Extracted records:
//! Game controller: the single owner of all game state.
//!
//! # Architecture
//!
//! ```text
//!  view (console, tests)                    game server
//!    │ Intent mpsc                              │
//!    ▼                                          ▼
//!  GameController::run ◄─── SessionEvent mpsc ─── SessionConnection
//!    │ owns: own board, opponent board, mode,
//!    │       game-over flag, session log
//!    ▼
//!  ViewFrame mpsc ───► renderer (snapshot + fresh log + notices)
//! ```
//!
//! The controller is the only component that mutates game state. Every
//! other component receives immutable [`GameSnapshot`]s and talks back
//! through [`Intent`] messages; there is no shared mutable state. One
//! `tokio::select!` loop processes intents and session events strictly
//! in arrival order, so board mutations never race or reorder.

// Rust guideline compliant 2026-02

use std::fmt;

use tokio::sync::mpsc;

use crate::board::Board;
use crate::connection::{SendError, SessionConnection, SessionEvent};
use crate::constants::BOARD_SIZE;
use crate::protocol::{ClientMessage, Orientation, ServerMessage, ShipKind};

// ─── Intents & view types ──────────────────────────────────────────────────

/// User-originated actions. The view layer emits these; the controller
/// validates them against local invariants before anything reaches the
/// wire.
#[derive(Debug, Clone, PartialEq)]
pub enum Intent {
    /// Ask the server to place one ship.
    PlaceShip {
        /// Which ship to place.
        ship: ShipKind,
        /// Direction the ship extends from the origin.
        orientation: Orientation,
        /// Origin row, 0-based.
        row: usize,
        /// Origin column, 0-based.
        col: usize,
    },
    /// Fire at one opponent-board cell.
    Attack {
        /// Target row, 0-based.
        row: usize,
        /// Target column, 0-based.
        col: usize,
    },
    /// Flip between placing and targeting.
    ToggleAttackMode,
}

/// Where the session stands. Game-over dominates the mode flag.
#[derive(Debug, Clone, Copy, PartialEq, Eq)]
pub enum GamePhase {
    /// Initial state: clicks place ships, attacks are refused.
    Placing,
    /// Attack mode is on: targets turn into attack intents.
    Targeting,
    /// Terminal. Attacks are refused regardless of mode.
    Over,
}

/// Severity of a transient notice.
#[derive(Debug, Clone, Copy, PartialEq, Eq)]
pub enum NoticeKind {
    /// A local precondition refused an action.
    Warning,
    /// The server rejected an action.
    Error,
}

/// Transient user-facing message. Rendered once with the frame that
/// carries it; never part of the session log unless logged separately.
#[derive(Debug, Clone, PartialEq, Eq)]
pub struct Notice {
    /// Severity, for the renderer to style.
    pub kind: NoticeKind,
    /// Human-readable text.
    pub text: String,
}

/// Immutable copy of all game state, cheap enough to push per change.
#[derive(Debug, Clone)]
pub struct GameSnapshot {
    /// The player's own board.
    pub own_board: Board,
    /// The player's view of the opponent board.
    pub opponent_board: Board,
    /// Derived phase (mode and game-over combined).
    pub phase: GamePhase,
    /// Whether the session currently has a live transport.
    pub connected: bool,
    /// Winner identifier once the game is over.
    pub winner: Option<String>,
}

/// What the renderer receives after each processed intent or event.
#[derive(Debug, Clone)]
pub struct ViewFrame {
    /// Full state snapshot.
    pub snapshot: GameSnapshot,
    /// Log lines appended since the previous frame.
    pub fresh_log: Vec<String>,
    /// Notices raised since the previous frame.
    pub notices: Vec<Notice>,
}

// ─── Outbound seam ─────────────────────────────────────────────────────────

/// Outbound side of the session, as the controller sees it.
///
/// The real implementation is [`SessionConnection`]; tests substitute a
/// recorder to assert exactly what would have reached the wire.
pub trait Outbound {
    /// Transmit one message.
    fn send(&self, msg: &ClientMessage) -> Result<(), SendError>;
}

impl Outbound for SessionConnection {
    fn send(&self, msg: &ClientMessage) -> Result<(), SendError> {
        SessionConnection::send(self, msg)
    }
}

// ─── Controller ────────────────────────────────────────────────────────────

/// Behavior switches for the controller.
#[derive(Debug, Clone, Copy)]
pub struct ControllerConfig {
    /// Forward placement intents even after game over (the server stays
    /// the arbiter). `false` rejects them locally with a notice.
    pub forward_placement_when_over: bool,
}

impl Default for ControllerConfig {
    fn default() -> Self {
        Self {
            forward_placement_when_over: true,
        }
    }
}

/// Owns both boards, the session flags, and the log; applies every
/// transition; emits outbound messages through its [`Outbound`] seam.
pub struct GameController<O: Outbound> {
    // === Boards ===
    own_board: Board,
    opponent_board: Board,

    // === Session state ===
    attack_mode: bool,
    game_over: bool,
    winner: Option<String>,
    connected: bool,
    log: Vec<String>,

    // === View plumbing ===
    notices: Vec<Notice>,
    log_mark: usize,

    // === Wiring ===
    outbound: O,
    config: ControllerConfig,
}

impl<O: Outbound> GameController<O> {
    /// Creates a controller with empty boards in the `Placing` phase.
    #[must_use]
    pub fn new(outbound: O, config: ControllerConfig) -> Self {
        Self {
            own_board: Board::new(),
            opponent_board: Board::new(),
            attack_mode: false,
            game_over: false,
            winner: None,
            connected: false,
            log: Vec::new(),
            notices: Vec::new(),
            log_mark: 0,
            outbound,
            config,
        }
    }

    /// Derived phase: game-over dominates, then the mode flag.
    #[must_use]
    pub fn phase(&self) -> GamePhase {
        if self.game_over {
            GamePhase::Over
        } else if self.attack_mode {
            GamePhase::Targeting
        } else {
            GamePhase::Placing
        }
    }

    /// Immutable copy of the current state.
    #[must_use]
    pub fn snapshot(&self) -> GameSnapshot {
        GameSnapshot {
            own_board: self.own_board.clone(),
            opponent_board: self.opponent_board.clone(),
            phase: self.phase(),
            connected: self.connected,
            winner: self.winner.clone(),
        }
    }

    /// Applies one user intent.
    pub fn handle_intent(&mut self, intent: Intent) {
        match intent {
            Intent::ToggleAttackMode => self.toggle_attack_mode(),
            Intent::PlaceShip {
                ship,
                orientation,
                row,
                col,
            } => self.place_ship(ship, orientation, row, col),
            Intent::Attack { row, col } => self.attack(row, col),
        }
    }

    /// Applies one session event.
    pub fn handle_event(&mut self, event: SessionEvent) {
        match event {
            SessionEvent::Up => {
                self.connected = true;
                self.log_line("Connected to server");
            }
            SessionEvent::Down { reason } => {
                self.connected = false;
                self.log_line(format!("Connection lost: {reason}"));
            }
            SessionEvent::Frame(msg) => self.apply_server_message(msg),
        }
    }

    fn toggle_attack_mode(&mut self) {
        if self.game_over {
            self.notice(NoticeKind::Warning, "Game is over");
            return;
        }
        self.attack_mode = !self.attack_mode;
    }

    fn place_ship(&mut self, ship: ShipKind, orientation: Orientation, row: usize, col: usize) {
        if self.game_over && !self.config.forward_placement_when_over {
            self.notice(NoticeKind::Warning, "Game is over, placement not sent");
            return;
        }
        if !self.connected {
            self.notice(NoticeKind::Warning, "Not connected to server");
            return;
        }
        // Logged as intent, not outcome: the server may still reject it
        self.log_line(format!("Placing {ship} {orientation} at ({row}, {col})"));
        self.transmit(&ClientMessage::PlaceShip {
            ship,
            orientation,
            row,
            col,
        });
    }

    fn attack(&mut self, row: usize, col: usize) {
        if self.game_over {
            self.notice(NoticeKind::Warning, "Game is over");
            return;
        }
        if !self.attack_mode {
            self.notice(NoticeKind::Warning, "Enable attack mode first");
            return;
        }
        let current = self.opponent_board.get(row, col);
        if current.is_terminal() {
            // Resolved cells never go back on the wire
            self.notice(
                NoticeKind::Warning,
                format!("({row}, {col}) is already resolved"),
            );
            return;
        }
        if !self.connected {
            self.notice(NoticeKind::Warning, "Not connected to server");
            return;
        }
        self.transmit(&ClientMessage::Attack { row, col });
    }

    fn apply_server_message(&mut self, msg: ServerMessage) {
        match msg {
            ServerMessage::UpdateBoard { board } => {
                self.own_board.replace(board);
            }
            ServerMessage::EnemyUpdate { board } => {
                self.opponent_board.replace(board);
            }
            ServerMessage::AttackResult { row, col, result } => {
                if row >= BOARD_SIZE || col >= BOARD_SIZE {
                    log::warn!("[Game] attack_result out of range: ({row}, {col})");
                    return;
                }
                let current = self.opponent_board.get(row, col);
                if current.is_terminal() {
                    // First write wins; a second result for the same
                    // cell is a server defect, not a transition
                    log::warn!(
                        "[Game] duplicate attack_result for ({row}, {col}): keeping {current:?}, ignoring {result}"
                    );
                    return;
                }
                self.opponent_board.set(row, col, result.cell_state());
                self.log_line(format!("Attack on ({row}, {col}): {result}"));
            }
            ServerMessage::Log { text } => self.log_line(text),
            ServerMessage::Error { message } => {
                self.notice(NoticeKind::Error, message.clone());
                self.log_line(format!("Server error: {message}"));
            }
            ServerMessage::GameOver { winner } => {
                self.game_over = true;
                if self.winner.is_none() {
                    self.winner = Some(winner.clone());
                }
                // Re-logs on repeat receipt; everything else is a no-op
                self.log_line(format!("Game over: {winner} wins"));
            }
            ServerMessage::Unknown { tag } => {
                log::warn!("[Game] ignoring unknown message tag `{tag}`");
            }
        }
    }

    fn transmit(&mut self, msg: &ClientMessage) {
        if let Err(e) = self.outbound.send(msg) {
            self.notice(NoticeKind::Warning, format!("Not sent: {e}"));
        }
    }

    fn log_line(&mut self, line: impl Into<String>) {
        let line = line.into();
        log::debug!("[Game] log: {line}");
        self.log.push(line);
    }

    fn notice(&mut self, kind: NoticeKind, text: impl Into<String>) {
        let text = text.into();
        log::warn!("[Game] notice: {text}");
        self.notices.push(Notice { kind, text });
    }

    fn take_frame(&mut self) -> ViewFrame {
        let fresh_log = self.log[self.log_mark..].to_vec();
        self.log_mark = self.log.len();
        ViewFrame {
            snapshot: self.snapshot(),
            fresh_log,
            notices: std::mem::take(&mut self.notices),
        }
    }

    /// Drives the controller until the view or the connection goes away.
    ///
    /// Exactly one logical thread of control: each intent or event is
    /// applied fully, then a [`ViewFrame`] is pushed, then the next one
    /// is taken. Inbound frames are therefore processed strictly in the
    /// order the session delivered them.
    pub async fn run(
        mut self,
        mut intents_rx: mpsc::UnboundedReceiver<Intent>,
        mut events_rx: mpsc::UnboundedReceiver<SessionEvent>,
        frames_tx: mpsc::UnboundedSender<ViewFrame>,
    ) {
        log::info!("[Game] controller loop started");
        // Seed the renderer before anything happens
        if frames_tx.send(self.take_frame()).is_err() {
            return;
        }

        loop {
            tokio::select! {
                maybe_intent = intents_rx.recv() => {
                    match maybe_intent {
                        Some(intent) => self.handle_intent(intent),
                        None => break,
                    }
                }
                maybe_event = events_rx.recv() => {
                    match maybe_event {
                        Some(event) => self.handle_event(event),
                        None => break,
                    }
                }
            }
            if frames_tx.send(self.take_frame()).is_err() {
                break;
            }
        }
        log::info!("[Game] controller loop exited");
    }
}

impl<O: Outbound> fmt::Debug for GameController<O> {
    fn fmt(&self, f: &mut fmt::Formatter<'_>) -> fmt::Result {
        f.debug_struct("GameController")
            .field("phase", &self.phase())
            .field("connected", &self.connected)
            .field("log_len", &self.log.len())
            .finish_non_exhaustive()
    }
}

// ─── Tests ─────────────────────────────────────────────────────────────────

> What the task requires
Identify each line in the records above that contains the word "true", and copy it out in full.

> Exercise solution
            forward_placement_when_over: true,
                self.connected = true;
                self.game_over = true;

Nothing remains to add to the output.